Sony Is Done Working For Peanuts in the Hardware Business, New CEO To Detail Shift Away From Gadgets (bloomberg.com)
Kenichiro Yoshida, who took over as chief executive officer in April, is set to unveil a three-year plan on Tuesday that embraces Sony's growing reliance on income from gaming subscriptions and entertainment. From a report: The transition is already happening: even though the company sold fewer hardware products such as televisions, digital cameras, smartphones and PlayStation consoles in the year through March, it was able to post record operating profit. It's a tectonic shift for a company built on manufacturing prowess. Sony popularized transistor radios, gave the world portable music with the Walkman and its TVs were considered top-of-the-line for decades. With the rise of Chinese manufacturing, making and selling gadgets has become a business with razor-thin profit margins. Investors have applauded the transformation that's been under way since Kazuo Hirai took over as CEO in 2012, with the shares climbing more than five-fold amid a turnaround.
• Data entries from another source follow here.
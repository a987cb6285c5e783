//! Per-window update callbacks.
//!
//! A host element that renders one window (a view, a texture target, ...) registers a callback
//! under its window name so it hears when the engine side of that window was touched. Callers
//! identify themselves with an opaque handle; one handle always maps to one name.
//!
//! Callbacks are never run by the registry itself. [`WindowWatchers::notify`] hands out a
//! [`WindowNotice`] holding the callbacks to run, and the caller delivers it once it no longer
//! holds any host lock, so a callback is free to lock the host again.

use crate::errors::HostError;
use std::collections::{BTreeMap, HashMap};
use std::sync::Arc;

/// Window update callback. The argument is `true` when the window was (re)bound and `false` when
/// it was removed.
pub type WindowCallback = Arc<dyn Fn(bool) + Send + Sync>;

/// Watcher calls collected while the host was locked.
#[must_use = "watchers are only called once the notice is delivered"]
#[derive(Default)]
pub struct WindowNotice {
    calls: Vec<(String, WindowCallback, bool)>,
}

impl std::fmt::Debug for WindowNotice {
    fn fmt(&self, f: &mut std::fmt::Formatter<'_>) -> std::fmt::Result {
        let calls: Vec<(&str, bool)> = self.calls.iter().map(|(name, _, bound)| (name.as_str(), *bound)).collect();
        f.debug_struct("WindowNotice").field("calls", &calls).finish()
    }
}

impl WindowNotice {
    pub fn is_empty(&self) -> bool {
        self.calls.is_empty()
    }

    pub fn len(&self) -> usize {
        self.calls.len()
    }

    /// Window names that will be notified, in call order.
    pub fn windows(&self) -> Vec<&str> {
        self.calls.iter().map(|(name, _, _)| name.as_str()).collect()
    }

    /// Runs the collected callbacks. Call without holding the host lock.
    pub fn deliver(self) {
        for (name, cb, bound) in self.calls {
            log::debug!("Updating window '{}'", name);
            cb(bound);
        }
    }
}

#[derive(Default)]
pub struct WindowWatchers {
    names: HashMap<u64, String>,
    callbacks: BTreeMap<String, WindowCallback>,
}

impl std::fmt::Debug for WindowWatchers {
    fn fmt(&self, f: &mut std::fmt::Formatter<'_>) -> std::fmt::Result {
        f.debug_struct("WindowWatchers")
            .field("names", &self.names)
            .field("windows", &self.callbacks.keys().collect::<Vec<_>>())
            .finish()
    }
}

impl WindowWatchers {
    pub fn new() -> Self {
        Self::default()
    }

    /// Registers `callback` for `name`, replacing any earlier callback for that name.
    ///
    /// Fails if `handle` is already registered under a different name.
    pub fn register(&mut self, handle: u64, name: &str, callback: WindowCallback) -> Result<(), HostError> {
        log::debug!("Registering window watcher {:#x} for '{}'", handle, name);

        match self.names.get(&handle) {
            Some(existing) if existing != name => {
                log::error!("Watcher {:#x} is registered for '{}', refusing '{}'", handle, existing, name);
                return Err(HostError::WatcherNameMismatch { handle, existing: existing.clone() });
            }
            Some(_) => {}
            None => {
                self.names.insert(handle, name.to_string());
            }
        }

        self.callbacks.insert(name.to_string(), callback);
        Ok(())
    }

    /// Drops the callback registered by `handle`. Unknown handles are ignored.
    pub fn unregister(&mut self, handle: u64) {
        if let Some(name) = self.names.remove(&handle) {
            log::debug!("Unregistering window watcher {:#x} for '{}'", handle, name);
            self.callbacks.remove(&name);
        }
    }

    pub fn is_watched(&self, name: &str) -> bool {
        self.callbacks.contains_key(name)
    }

    pub fn len(&self) -> usize {
        self.callbacks.len()
    }

    pub fn is_empty(&self) -> bool {
        self.callbacks.is_empty()
    }

    /// The call for `name`, if it has a watcher.
    pub fn notify(&self, name: &str, bound: bool) -> WindowNotice {
        let calls = self
            .callbacks
            .get(name)
            .map(|cb| vec![(name.to_string(), cb.clone(), bound)])
            .unwrap_or_default();
        WindowNotice { calls }
    }

    /// A `true` call for every watcher, in window name order.
    pub fn notify_all(&self) -> WindowNotice {
        let calls = self
            .callbacks
            .iter()
            .map(|(name, cb)| (name.clone(), cb.clone(), true))
            .collect();
        WindowNotice { calls }
    }
}

#[cfg(test)]
mod tests {
    use super::*;
    use std::sync::Mutex;

    fn recorder() -> (Arc<Mutex<Vec<bool>>>, WindowCallback) {
        let seen = Arc::new(Mutex::new(Vec::new()));
        let sink = seen.clone();
        (seen, Arc::new(move |bound| sink.lock().unwrap().push(bound)))
    }

    #[test]
    fn notify_reaches_the_named_callback_only() {
        let mut watchers = WindowWatchers::new();
        let (main, cb) = recorder();
        watchers.register(1, "", cb).unwrap();
        let (other, cb) = recorder();
        watchers.register(2, "minimap", cb).unwrap();

        watchers.notify("", true).deliver();
        assert!(watchers.notify("unknown", true).is_empty());
        watchers.notify("minimap", false).deliver();

        assert_eq!(*main.lock().unwrap(), vec![true]);
        assert_eq!(*other.lock().unwrap(), vec![false]);
    }

    #[test]
    fn nothing_runs_until_delivered() {
        let mut watchers = WindowWatchers::new();
        let (seen, cb) = recorder();
        watchers.register(1, "hud", cb).unwrap();

        let notice = watchers.notify("hud", true);
        assert_eq!(notice.windows(), vec!["hud"]);
        assert!(seen.lock().unwrap().is_empty());

        // the registry can change before delivery without affecting the collected call
        watchers.unregister(1);
        notice.deliver();
        assert_eq!(*seen.lock().unwrap(), vec![true]);
    }

    #[test]
    fn handle_cannot_change_name() {
        let mut watchers = WindowWatchers::new();
        let (_, cb) = recorder();
        watchers.register(7, "a", cb).unwrap();

        let (_, cb) = recorder();
        let err = watchers.register(7, "b", cb).unwrap_err();
        assert!(matches!(err, HostError::WatcherNameMismatch { handle: 7, ref existing } if existing == "a"));
        assert!(!watchers.is_watched("b"));

        // same name is fine and replaces the callback
        let (seen, cb) = recorder();
        watchers.register(7, "a", cb).unwrap();
        watchers.notify("a", true).deliver();
        assert_eq!(*seen.lock().unwrap(), vec![true]);
        assert_eq!(watchers.len(), 1);
    }

    #[test]
    fn unregister_forgets_handle_and_callback() {
        let mut watchers = WindowWatchers::new();
        let (seen, cb) = recorder();
        watchers.register(3, "hud", cb).unwrap();

        watchers.unregister(3);
        watchers.unregister(3);
        watchers.notify_all().deliver();

        assert!(watchers.is_empty());
        assert!(seen.lock().unwrap().is_empty());

        // the handle is free for another name now
        let (_, cb) = recorder();
        assert!(watchers.register(3, "other", cb).is_ok());
    }

    #[test]
    fn notify_all_calls_everyone() {
        let mut watchers = WindowWatchers::new();
        let (a, cb) = recorder();
        watchers.register(1, "b", cb).unwrap();
        let (b, cb) = recorder();
        watchers.register(2, "a", cb).unwrap();

        let notice = watchers.notify_all();
        assert_eq!(notice.windows(), vec!["a", "b"]);
        notice.deliver();
        assert_eq!(*a.lock().unwrap(), vec![true]);
        assert_eq!(*b.lock().unwrap(), vec![true]);
    }
}
pub mod compositor;
pub mod config;
pub mod errors;
pub mod host;
pub mod input;
pub mod native;
pub mod registry;
pub mod surface;
pub mod view;
pub mod window;

pub use config::{HostConfig, LogLevel};
pub use errors::HostError;
pub use host::watchers::WindowNotice;
pub use host::{init_shared, HostContext, RunState, SharedHost};
pub use view::EngineView;
pub use window::WindowManager;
Sony hardware has always been subpar and overly expensive.
It was those yellow walkmans in the 90s. Those where like a 90s iPhone, every kid had to have one. That was a long long time ago.
And other good hardware that they used to make, instead of becoming reliant on gimmick revenue sources. A Playstation with OtherOS too.
Soon all you are going to get to buy is immaterial rights. MMmmm Immaterial rights, GRlrlrlrllrlrlrll
Huh... unfortunately the change is a bit late for Sony Online Entertainment which was sold off in 2015 and renamed "Daybreak Games". Then came the layoffs.
Samurai say much ress ovah-head to manufactah nussing.
remember the bro code and check your 6. sony gets it.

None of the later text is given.